Great to be reminded though that it takes a variety of techniques to truly teach kids about money. Giving them the opportunity to experience mistakes and successes is key.

And for Old Limey, my question would be: how are your own children teaching your grandchildren about money? The same way you did?

My son and his wife are doing a great job raising their wonderful, healthy, personable, and beautiful, 10 year old daughter. He was my biggest problem when he was growing up and there was a period in his youth where I was ready to disown him. However in his twenties he underwent a total change that took my wife and I completely by surprise. While imobilized in hospital recovering from a back surgery he had an opportunity to think about the direction his life was taking. He came out, made a 180 degree change in his lifestyle, his occupation, and the people he was associating with, and settled down. Today I am very proud of him and realize that everything we had attemped to teach him hadn't been forgotten - he was just late getting started after a period, that I never experienced. It's called "Sowing your wild oats". Sometimes these days when I read an e-mail from him it's like an echo of something that I implanted in him when he was a teenager or even earlier.

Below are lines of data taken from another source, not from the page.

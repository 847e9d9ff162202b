use serde::{Deserialize, Serialize};
use serde_json::{Map, Value};

use super::objectives::{specific_zone, ObjectiveSpec, ParamSource};
use super::types::DEFAULT_ARRIVAL_RADIUS;

pub const LEGACY_PHASE_ID: &str = "legacy";

#[derive(Debug, Clone, Copy, Default, PartialEq, Eq, Hash, Deserialize, Serialize)]
#[serde(rename_all = "snake_case")]
pub enum PhaseMode {
    #[default]
    Lander,
    Buggy,
    Rescue,
}

impl PhaseMode {
    pub fn as_token(self) -> &'static str {
        match self {
            Self::Lander => "lander",
            Self::Buggy => "buggy",
            Self::Rescue => "rescue",
        }
    }

    /// Whether entering a phase of this mode needs the host to switch vehicles.
    pub fn requires_mode_switch(self) -> bool {
        !matches!(self, Self::Lander)
    }
}

#[derive(Debug, Clone, PartialEq, Eq)]
pub enum ZoneTarget {
    Any,
    Zone(String),
}

impl ZoneTarget {
    pub fn from_token(token: &str) -> Self {
        match specific_zone(token.to_string()) {
            Some(zone) => Self::Zone(zone),
            None => Self::Any,
        }
    }

    pub fn matches(&self, landed_zone: Option<&str>) -> bool {
        match self {
            Self::Any => true,
            Self::Zone(target) => landed_zone == Some(target.as_str()),
        }
    }
}

#[derive(Debug, Clone, PartialEq)]
pub enum PhaseCompletion {
    /// Never advances on its own; mission end conditions decide.
    Legacy,
    LandedInZone { target: ZoneTarget },
    ReachedPoi { poi_id: String },
    RescuedTarget { target_id: String },
    ReachedPreviousLandingSite { arrival_radius: f32 },
}

impl PhaseCompletion {
    pub fn as_token(&self) -> &'static str {
        match self {
            Self::Legacy => "legacy",
            Self::LandedInZone { .. } => "landed_in_zone",
            Self::ReachedPoi { .. } => "reached_poi",
            Self::RescuedTarget { .. } => "rescued_target",
            Self::ReachedPreviousLandingSite { .. } => "reached_previous_landing_site",
        }
    }
}

#[derive(Debug, Clone, PartialEq, Deserialize)]
#[serde(try_from = "RawPhaseSpec")]
pub struct PhaseSpec {
    pub id: String,
    pub mode: PhaseMode,
    pub objectives: Vec<ObjectiveSpec>,
    pub completion: PhaseCompletion,
}

impl PhaseSpec {
    /// The single implicit phase of a mission without a `phases` list.
    pub fn legacy(objectives: Vec<ObjectiveSpec>) -> Self {
        Self {
            id: LEGACY_PHASE_ID.to_string(),
            mode: PhaseMode::Lander,
            objectives,
            completion: PhaseCompletion::Legacy,
        }
    }
}

#[derive(Debug, Deserialize)]
struct RawPhaseSpec {
    id: String,
    #[serde(default)]
    mode: PhaseMode,
    #[serde(default)]
    objectives: Vec<ObjectiveSpec>,
    #[serde(default)]
    completion: RawCompletion,
}

#[derive(Debug, Default, Deserialize)]
struct RawCompletion {
    #[serde(rename = "type", default)]
    kind: String,
    #[serde(default)]
    params: Map<String, Value>,
    #[serde(flatten)]
    fields: Map<String, Value>,
}

impl TryFrom<RawPhaseSpec> for PhaseSpec {
    type Error = String;

    fn try_from(raw: RawPhaseSpec) -> Result<Self, Self::Error> {
        if raw.id.trim().is_empty() {
            return Err("phase id cannot be empty".to_string());
        }
        let completion = parse_completion(&raw.completion)
            .map_err(|message| format!("phase '{}': {message}", raw.id))?;
        Ok(Self {
            id: raw.id,
            mode: raw.mode,
            objectives: raw.objectives,
            completion,
        })
    }
}

fn parse_completion(raw: &RawCompletion) -> Result<PhaseCompletion, String> {
    let source = ParamSource::new(&raw.params, &raw.fields);
    let completion = match raw.kind.trim() {
        "" | "legacy" => PhaseCompletion::Legacy,
        "landed_in_zone" => PhaseCompletion::LandedInZone {
            target: ZoneTarget::from_token(&source.string("target_zone")?.unwrap_or_default()),
        },
        "reached_poi" => PhaseCompletion::ReachedPoi {
            poi_id: required(source.string("poi_id")?, "poi_id")?,
        },
        "rescued_target" => PhaseCompletion::RescuedTarget {
            target_id: required(source.string("target_id")?, "target_id")?,
        },
        "reached_previous_landing_site" => PhaseCompletion::ReachedPreviousLandingSite {
            arrival_radius: source
                .f32("arrival_radius")?
                .filter(|radius| *radius > 0.0)
                .unwrap_or(DEFAULT_ARRIVAL_RADIUS),
        },
        other => return Err(format!("unknown completion type '{other}'")),
    };
    Ok(completion)
}

fn required(value: Option<String>, key: &str) -> Result<String, String> {
    value
        .filter(|text| !text.trim().is_empty())
        .ok_or_else(|| format!("completion requires parameter '{key}'"))
}

#[cfg(test)]
mod tests {
    use super::*;
    use serde_json::json;

    #[test]
    fn completion_defaults_to_legacy() {
        let phase: PhaseSpec = serde_json::from_value(json!({ "id": "descent" })).expect("phase");
        assert_eq!(phase.mode, PhaseMode::Lander);
        assert_eq!(phase.completion, PhaseCompletion::Legacy);
    }

    #[test]
    fn landed_in_zone_reads_target_from_params() {
        let phase: PhaseSpec = serde_json::from_value(json!({
            "id": "descent",
            "completion": { "type": "landed_in_zone", "params": { "target_zone": "alpha" } }
        }))
        .expect("phase");
        assert_eq!(
            phase.completion,
            PhaseCompletion::LandedInZone {
                target: ZoneTarget::Zone("alpha".to_string())
            }
        );
    }

    #[test]
    fn any_marked_target_matches_every_zone() {
        let target = ZoneTarget::from_token("any_marked");
        assert_eq!(target, ZoneTarget::Any);
        assert!(target.matches(None));
        assert!(target.matches(Some("beta")));
        let specific = ZoneTarget::from_token("alpha");
        assert!(specific.matches(Some("alpha")));
        assert!(!specific.matches(Some("beta")));
        assert!(!specific.matches(None));
    }

    #[test]
    fn rescue_mode_and_target_parse() {
        let phase: PhaseSpec = serde_json::from_value(json!({
            "id": "rescue_crew",
            "mode": "rescue",
            "completion": { "type": "rescued_target", "target_id": "crew_1" }
        }))
        .expect("phase");
        assert_eq!(phase.mode, PhaseMode::Rescue);
        assert!(phase.mode.requires_mode_switch());
        assert_eq!(
            phase.completion,
            PhaseCompletion::RescuedTarget {
                target_id: "crew_1".to_string()
            }
        );
    }

    #[test]
    fn unknown_completion_type_names_the_phase() {
        let err = serde_json::from_value::<PhaseSpec>(json!({
            "id": "drive",
            "completion": { "type": "teleport" }
        }))
        .expect_err("err");
        let message = err.to_string();
        assert!(message.contains("drive"), "{message}");
        assert!(message.contains("teleport"), "{message}");
    }
}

The two daughters, even though they have done well financially haven't fulfilled my expectations in raising their children. One major difference is that in most marriages the husband plays the major role in setting the rules, and America being a melting pot, unlike the Britain that my wife and I grew up in, brings couples together from a variety of ethnic, religious, and class backgrounds and the rules and standards under which my daughters were raised hasn't been followed in the raising of their children. Another factor that I have come to realize is that Genetics can play a huge role in how offspring turn out. One daughter unfortunately married into a family that we came to realize years later has serious genetic problems that go back many generations on the mother-in-law's side of the family. At this time, one grandson is totally normal, the other grandson has had behavioral and addiction problems, diagnosed as a very small child that now make him unemployable, unable to make friends, and getting worse. The third child, died of a birth defect, an inoperable tumor that started growing when her growth spurt kicked in at age 7. Prior to that she was so unusually intelligent that I started tutoring her in Math & Science and was amazed and overjoyed at her capabilities. The father is highly intelligent but has obvious genetic deficiencies that he has been able to work around and become a very successful attorney in spite of his weirdness. Another problem I have noticed is that wealthy, busy, workaholic fathers that live in wealthy neighborhoods are often guilty of throwing money at every problem that surfaces rather than being disciplinarians and taking the time to bond with their children, engage in family activities, and teach them good values.

In future years DNA testing is likely to be widely used by couples before deciding to have children. The technology is coming along well but hasn't yet progressed to the point where it is affordable and popular.

Call your dad and today and thank him for his forward thinking. Money is the last great secret in our society. By far, the majority parents never discuss financial specifics with their children.

Because parents are rarely transparent about money, children learn to measure success by the height of the pile of stuff a family owns. They miss out on a great opportunity to learn from the families success and failures.

This secrecy often carries long into adulthood making it difficult for adult children to make smart choices when their elderly parents need assistance.